Cela est en partie la conséquence de la facette économique de la mode : c’est aujourd’hui l’Occident qui « mène la danse » mais Catherine Join-Diéterle elle, dans une interview pour Timothée Chaillou, envisage une domination future de la Chine, bien qu’elle reprenne pour l’instant nos codes et nos techniques. Il est vrai que la mode a toujours suivi l’économie : au XVIIIème siècle, l’Angleterre dominait le monde économiquement, ce qui a entrainé une véritable « anglomanie » des Français qui suivaient la mode du port de la redingote, par exemple. L’emprunt et le détour de la mode au fil des migrations, des voyages, ont tout de même un but principal, et c’est celui de la création. Il faut ainsi relativiser les dégâts de la mondialisation sur la mode : le monde ne suit pas une mode uniforme, nous n’en sommes pas à une saturation complète, malgré l’universalisation gigantesque de certains éléments tels que le jean, qui tiennent plus à une utilité pratique qu’à une domination malfaisante. Ce que dit Catherine Join-Diéterle à propos de la mode internationale et les spécifités nationales peut par exemple être illustré par le port du pantalon au XXème : alors qu’il était banal en Orient, il était synonyme d’émancipation des femmes en Occident. Cette dualité sur deux niveaux de la mondialisation de la mode se retrouve aujourd’hui avec les multinationales qui produisent des publicités locales pour mieux cibler leurs clients.

Mode-immigration-mondialisation-2

Ainsi, le voyage a façonné et construit la mode elle-même, produisant un brassage complexe des codes vestimentaires. La mondialisation a accentué cette rupture de la coïncidence entre le territoire symbolique et le territoire géographique de la création, sans toutefois faire perdre son sens à la mode.
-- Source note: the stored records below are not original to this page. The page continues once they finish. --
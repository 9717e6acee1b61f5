//! Client connector options.
//!
//! # Example
//!
//! ```ignore
//! use std::time::Duration;
//! use tcp_helper::{ClientOptions, RetryPolicy};
//!
//! let options = ClientOptions::new()
//!     .with_retry(RetryPolicy::new(3, Duration::from_millis(200)))
//!     .with_send_grace(Duration::from_secs(1))
//!     .with_receive_buffer_size(64 * 1024);
//! ```

// ============================================================================
// Imports
// ============================================================================

use std::time::Duration;

use serde::{Deserialize, Serialize};

use crate::error::{Error, Result};
use crate::transport::DEFAULT_RECEIVE_BUFFER_SIZE;

use super::retry::RetryPolicy;

// ============================================================================
// Constants
// ============================================================================

/// Default wait in `send` for a pending connect (3 s).
pub const DEFAULT_SEND_GRACE: Duration = Duration::from_secs(3);

/// Default timeout of a single connect attempt (30 s).
pub const DEFAULT_CONNECT_TIMEOUT: Duration = Duration::from_secs(30);

// ============================================================================
// ClientOptions
// ============================================================================

/// Client connector configuration.
#[derive(Debug, Clone, Copy, PartialEq, Eq, Serialize, Deserialize)]
#[serde(default)]
pub struct ClientOptions {
    /// Connect retry policy.
    pub retry: RetryPolicy,

    /// How long `send` waits for a connection that is not yet established.
    #[serde(rename = "send_grace_ms", with = "crate::duration_ms")]
    pub send_grace: Duration,

    /// Timeout of a single connect attempt.
    #[serde(rename = "connect_timeout_ms", with = "crate::duration_ms")]
    pub connect_timeout: Duration,

    /// Size of the receive buffer.
    pub receive_buffer_size: usize,

    /// Set `TCP_NODELAY` on the socket.
    pub nodelay: bool,
}

// ============================================================================
// Constructors
// ============================================================================

impl ClientOptions {
    /// Creates options with default settings.
    #[inline]
    #[must_use]
    pub const fn new() -> Self {
        Self {
            retry: RetryPolicy::disabled(),
            send_grace: DEFAULT_SEND_GRACE,
            connect_timeout: DEFAULT_CONNECT_TIMEOUT,
            receive_buffer_size: DEFAULT_RECEIVE_BUFFER_SIZE,
            nodelay: false,
        }
    }

    /// Parses options from JSON. Missing fields keep their defaults.
    ///
    /// # Errors
    ///
    /// Returns [`Error::Config`] if the JSON is malformed or invalid.
    pub fn from_json(json: &str) -> Result<Self> {
        let options: Self = serde_json::from_str(json)
            .map_err(|e| Error::config(format!("invalid client options: {e}")))?;
        options.validate()?;
        Ok(options)
    }
}

impl Default for ClientOptions {
    fn default() -> Self {
        Self::new()
    }
}

// ============================================================================
// Builder Methods
// ============================================================================

impl ClientOptions {
    /// Sets the retry policy.
    #[inline]
    #[must_use]
    pub const fn with_retry(mut self, retry: RetryPolicy) -> Self {
        self.retry = retry;
        self
    }

    /// Sets the send grace period.
    #[inline]
    #[must_use]
    pub const fn with_send_grace(mut self, grace: Duration) -> Self {
        self.send_grace = grace;
        self
    }

    /// Sets the connect attempt timeout.
    #[inline]
    #[must_use]
    pub const fn with_connect_timeout(mut self, timeout: Duration) -> Self {
        self.connect_timeout = timeout;
        self
    }

    /// Sets the receive buffer size.
    #[inline]
    #[must_use]
    pub const fn with_receive_buffer_size(mut self, size: usize) -> Self {
        self.receive_buffer_size = size;
        self
    }

    /// Enables `TCP_NODELAY`.
    #[inline]
    #[must_use]
    pub const fn with_nodelay(mut self) -> Self {
        self.nodelay = true;
        self
    }
}

// ============================================================================
// Validation
// ============================================================================

impl ClientOptions {
    /// Checks the option values.
    ///
    /// # Errors
    ///
    /// Returns [`Error::Config`] for a zero receive buffer or connect timeout.
    pub fn validate(&self) -> Result<()> {
        if self.receive_buffer_size == 0 {
            return Err(Error::config("receive_buffer_size must be greater than 0"));
        }
        if self.connect_timeout.is_zero() {
            return Err(Error::config("connect_timeout must be greater than 0"));
        }
        Ok(())
    }
}

// ============================================================================
// Tests
// ============================================================================

#[cfg(test)]
mod tests {
    use super::*;

    #[test]
    fn test_defaults() {
        let options = ClientOptions::default();
        assert!(!options.retry.enabled);
        assert_eq!(options.send_grace, Duration::from_secs(3));
        assert_eq!(options.connect_timeout, Duration::from_secs(30));
        assert_eq!(options.receive_buffer_size, 10 * 1024 * 1024);
        assert!(!options.nodelay);
    }

    #[test]
    fn test_builder_chain() {
        let options = ClientOptions::new()
            .with_retry(RetryPolicy::new(2, Duration::from_millis(50)))
            .with_send_grace(Duration::from_millis(100))
            .with_receive_buffer_size(4096)
            .with_nodelay();

        assert!(options.retry.enabled);
        assert_eq!(options.retry.max_attempts, 2);
        assert_eq!(options.send_grace, Duration::from_millis(100));
        assert_eq!(options.receive_buffer_size, 4096);
        assert!(options.nodelay);
    }

    #[test]
    fn test_from_json_partial() {
        let options = ClientOptions::from_json(
            r#"{"retry":{"enabled":true,"max_attempts":3},"send_grace_ms":500}"#,
        )
        .expect("valid options");

        assert!(options.retry.enabled);
        assert_eq!(options.retry.max_attempts, 3);
        assert_eq!(options.retry.interval, Duration::from_secs(1));
        assert_eq!(options.send_grace, Duration::from_millis(500));
        assert_eq!(options.receive_buffer_size, DEFAULT_RECEIVE_BUFFER_SIZE);
    }

    #[test]
    fn test_from_json_rejects_zero_buffer() {
        let err = ClientOptions::from_json(r#"{"receive_buffer_size":0}"#).unwrap_err();
        assert!(matches!(err, Error::Config { .. }));
    }

    #[test]
    fn test_from_json_rejects_garbage() {
        assert!(ClientOptions::from_json("not json").is_err());
    }
}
Cette dernière elle-même voyage de continent en continent, faisant des allers-retours, créant l’émergence d’une mode internationale, hybride, gardant des spécificités nationales. La confrontation du voyage et de la mode a, comme tout phénomène, ses effets pervers tels que l’appropriation culturelle dénaturant des pans entiers de culture, mais a le mérite de laisser parfois affleurer une richesse particulière synonyme d’échange et de partage. Le voyage, aussi bien physique qu’intellectuel, est le vecteur de la mode, tant dans sa construction permanente que dans sa diffusion mondiale.